The police called it a suicide and closed the case damn quick. I suspected pressure from the military. I took the gig for the Metal Tour.
I poured Rudy’s ashes over the stones on the valley hillside for the rattlesnakes to guard.
“Of course you know me. I’m your little brother.”
“All ash now,” he said.
“You’re stoned.”
He sucked down the rest of the beer. The bottle slid from his hand, shattering on the wood floor. He didn’t flinch, nor did he notice when he got up and walked over the shards with bare feet. He left bloody prints as he walked to bed.
In the fields of wild wheat around the farm house, I heard the rhythm of rattlesnakes coming up from the valley to hunt mice.

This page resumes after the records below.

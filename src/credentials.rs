//! credentials and providers
//!
//! Credentials are fetched anew for every request, so short-lived
//! session credentials rotate without any coordination with in-flight
//! requests: a request is always signed self-consistently with the
//! credentials it fetched.

use crate::errors::{S3Error, S3Result};

use std::env;
use std::fmt::{self, Debug};
use std::sync::Arc;

use async_trait::async_trait;
use zeroize::ZeroizeOnDrop;

/// An AWS access key pair, with an optional STS session token.
///
/// The secret key is zeroed on drop and redacted from `Debug` output.
#[derive(Clone, ZeroizeOnDrop)]
pub struct Credentials {
    /// access key id
    access_key: String,
    /// secret access key
    secret_key: String,
    /// session token, present for temporary credentials
    session_token: Option<String>,
}

impl Credentials {
    /// Constructs credentials from an access/secret key pair.
    ///
    /// # Errors
    /// Returns [`S3Error::Credential`] if either key is empty.
    pub fn new(
        access_key: impl Into<String>,
        secret_key: impl Into<String>,
        session_token: Option<String>,
    ) -> S3Result<Self> {
        let access_key = access_key.into();
        let secret_key = secret_key.into();
        if access_key.is_empty() || secret_key.is_empty() {
            return Err(S3Error::Credential(
                "provider returned an empty access or secret key".into(),
            ));
        }
        Ok(Self {
            access_key,
            secret_key,
            session_token,
        })
    }

    /// access key id
    #[must_use]
    pub fn access_key(&self) -> &str {
        &self.access_key
    }

    /// secret access key
    #[must_use]
    pub fn secret_key(&self) -> &str {
        &self.secret_key
    }

    /// session token, if any
    #[must_use]
    pub fn session_token(&self) -> Option<&str> {
        self.session_token.as_deref()
    }
}

impl Debug for Credentials {
    fn fmt(&self, f: &mut fmt::Formatter<'_>) -> fmt::Result {
        f.debug_struct("Credentials")
            .field("access_key", &self.access_key)
            .field("secret_key", &"<redacted>")
            .field("session_token", &self.session_token.as_ref().map(|_| "<redacted>"))
            .finish()
    }
}

/// Capability yielding credentials for request signing.
///
/// The middleware holds one provider handle and calls it once per
/// request; implementations may cache, refresh, or assume roles behind
/// this interface.
#[async_trait]
pub trait CredentialsProvider: Send + Sync {
    /// Yields a credential set for the next request.
    async fn credentials(&self) -> S3Result<Credentials>;
}

/// Provider returning a fixed credential set.
#[derive(Debug)]
pub struct StaticCredentialsProvider {
    /// the fixed credentials
    credentials: Credentials,
}

impl StaticCredentialsProvider {
    /// Wraps fixed credentials as a provider.
    #[must_use]
    pub fn new(credentials: Credentials) -> Self {
        Self { credentials }
    }
}

#[async_trait]
impl CredentialsProvider for StaticCredentialsProvider {
    async fn credentials(&self) -> S3Result<Credentials> {
        Ok(self.credentials.clone())
    }
}

/// Provider reading the conventional `AWS_*` environment variables.
#[derive(Debug, Clone, Copy, Default)]
pub struct EnvCredentialsProvider;

impl EnvCredentialsProvider {
    /// Constructs the environment provider.
    #[must_use]
    pub fn new() -> Self {
        Self
    }
}

#[async_trait]
impl CredentialsProvider for EnvCredentialsProvider {
    async fn credentials(&self) -> S3Result<Credentials> {
        let access_key = env::var("AWS_ACCESS_KEY_ID")
            .map_err(|_| S3Error::Credential("AWS_ACCESS_KEY_ID is not set".into()))?;
        let secret_key = env::var("AWS_SECRET_ACCESS_KEY")
            .map_err(|_| S3Error::Credential("AWS_SECRET_ACCESS_KEY is not set".into()))?;
        let session_token = env::var("AWS_SESSION_TOKEN").ok().filter(|t| !t.is_empty());
        Credentials::new(access_key, secret_key, session_token)
    }
}

/// Provider chain: the first provider that yields credentials wins.
pub struct ChainCredentialsProvider {
    /// providers in priority order
    providers: Vec<Arc<dyn CredentialsProvider>>,
}

impl ChainCredentialsProvider {
    /// Builds a chain from providers in priority order.
    #[must_use]
    pub fn new(providers: Vec<Arc<dyn CredentialsProvider>>) -> Self {
        Self { providers }
    }
}

impl Debug for ChainCredentialsProvider {
    fn fmt(&self, f: &mut fmt::Formatter<'_>) -> fmt::Result {
        f.debug_struct("ChainCredentialsProvider")
            .field("providers", &self.providers.len())
            .finish()
    }
}

#[async_trait]
impl CredentialsProvider for ChainCredentialsProvider {
    async fn credentials(&self) -> S3Result<Credentials> {
        for provider in &self.providers {
            if let Ok(creds) = provider.credentials().await {
                return Ok(creds);
            }
        }
        Err(S3Error::Credential(
            "no provider in the chain yielded credentials".into(),
        ))
    }
}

For two days, he didn’t bother to pull out the four shards stabbing his feet, the cuts infected. I waited till he passed out drunk after ten beers, grabbed the first aid kit from the bathroom and extracted the glass, cleaning the oozing puss and bandaging his feet.
A day after his eighteenth birthday, he enlisted in the United States Air Force. He left mom and me and the chickens and our goat, a man vivacious with life, ready to make something with his time on the planet. An vacant stranger came home. Those bastards did something to him, some kind of experiment. I started asking around once, writing letters to buddies Rudy had served with. The next week, our newspapers came printed in red ink. I stopped making inquiries. The newspapers returned to normal.
I’d heard tales of soldiers being used in experiments, to test nerve gas or a new kind of chemical weapon like what caused the Gulf War Syndrome. In the name of national security, they’d experimented on my brother. It cost him his soul.
He was my older brother—bloody noses, dirt bikes, nudie magazines and a bond like steel—all lost.
Every day, he’d sit in pop’s old rocking chair, swaying back and forth, back and forth, back and--
“Rudy. Want a beer?”
“Not thirsty,” he’d moan.
“Rudy, this is Jessica. You knew her sister in high school.”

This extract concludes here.